In practical applications, the I-EWM weighting model has the following two limitations. Firstly, the method assumes equal importance between grade discrimination (fuzzy entropy) and pollution degree (first-order moment) in weight allocation. However, in practice, the influence of these two factors may differ significantly, requiring adjustments to the weighting formula based on specific conditions. Secondly, the advantage of I-EWM is most prominent in scenarios where there are significant differences in threshold divisions among evaluation indicators and where grade discrimination holds clear management significance. For ordinary datasets with uniformly distributed thresholds or ambiguous grade distinctions, its improvement may be limited, and the computational cost is slightly higher compared to the traditional EWM.

Nevertheless, I-EWM remains valuable in addressing the critical issue of traditional entropy weight methods neglecting grade discrimination.
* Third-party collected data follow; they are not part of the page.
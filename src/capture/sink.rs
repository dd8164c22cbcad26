//! Delivery path from a camera back to the worker.

use super::{CameraError, Frame, FrameReader};
use crate::dispatch::{Event, EventSender};
use std::sync::atomic::{AtomicU64, Ordering};
use std::sync::Arc;

/// Running count of delivered captures.
///
/// Stands in for an on-screen counter: the value is logged every time a
/// frame is delivered and can be read from any thread.
#[derive(Debug, Clone, Default)]
pub struct CaptureCounter(Arc<AtomicU64>);

impl CaptureCounter {
    /// Creates a counter at zero.
    pub fn new() -> Self {
        Self::default()
    }

    /// Increments the counter and returns the new value.
    pub fn increment(&self) -> u64 {
        self.0.fetch_add(1, Ordering::Relaxed) + 1
    }

    /// Current value.
    pub fn get(&self) -> u64 {
        self.0.load(Ordering::Relaxed)
    }
}

/// Capability handed to a camera so it can report completed captures.
#[derive(Clone)]
pub struct FrameSink {
    reader: FrameReader,
    counter: CaptureCounter,
    events: EventSender,
}

impl FrameSink {
    /// Creates a sink delivering into `reader` and notifying `events`.
    pub fn new(reader: FrameReader, counter: CaptureCounter, events: EventSender) -> Self {
        Self {
            reader,
            counter,
            events,
        }
    }

    /// Queues a frame and notifies the worker that an image is available.
    pub fn deliver(&self, frame: Frame) -> Result<(), CameraError> {
        let sequence = frame.sequence();
        self.reader.push(frame);
        let captures = self.counter.increment();
        tracing::debug!(sequence, captures, "Frame delivered");
        self.notify()
    }

    /// Notifies the worker without queuing a frame.
    ///
    /// The image-ready handler will find nothing to acquire and forward an
    /// empty result.
    pub fn notify(&self) -> Result<(), CameraError> {
        self.events
            .send(Event::FrameReady)
            .map_err(|_| CameraError::SinkClosed)
    }

    /// The capture counter this sink bumps.
    pub fn counter(&self) -> &CaptureCounter {
        &self.counter
    }
}

#[cfg(test)]
mod tests {
    use super::*;
    use crate::dispatch::{event_channel, Message};

    #[test]
    fn test_deliver_queues_and_notifies() {
        let (events, rx) = event_channel();
        let reader = FrameReader::default();
        let sink = FrameSink::new(reader.clone(), CaptureCounter::new(), events);

        sink.deliver(Frame::single_plane(vec![1, 2, 3, 4], 2, 2, 1))
            .unwrap();

        assert_eq!(reader.pending(), 1);
        assert_eq!(sink.counter().get(), 1);
        assert!(matches!(rx.try_recv(), Ok(Message::Event(Event::FrameReady))));
    }

    #[test]
    fn test_deliver_after_worker_gone() {
        let (events, rx) = event_channel();
        drop(rx);
        let sink = FrameSink::new(FrameReader::default(), CaptureCounter::new(), events);
        assert!(matches!(
            sink.deliver(Frame::single_plane(vec![0], 1, 1, 1)),
            Err(CameraError::SinkClosed)
        ));
    }
}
It is particularly suitable for hierarchical evaluation systems with significant threshold differences, thus demonstrating clear practical significance and potential for broader application.

4.3. Future Research Directions

To address the limitations of I-EWM in practical applications, future research should focus on integrating machine learning techniques to enhance the model’s adaptability and intelligence:

When significant differences exist in how grade discrimination and pollution degree influence weights, reinforcement learning or multi-objective optimization algorithms can be introduced. This enables the model to automatically adjust the proportional relationship between fuzzy entropy and first-order moment in weight calculations based on historical evaluation outcomes or managerial preferences, thereby improving the model’s adaptability across different application scenarios.

For conventional datasets with uniformly distributed thresholds or unclear grade discrimination, a lightweight hybrid model can be developed to balance performance and efficiency. Specifically, simple classifiers (e.g., decision trees) or rule-based criteria can be employed to pre-assess whether a dataset exhibits the characteristic of “significant threshold differences”. If this feature is present, the complete I-EWM model is activated; if the dataset is conventional, the system automatically switches to the more computationally efficient traditional EWM or other suitable models.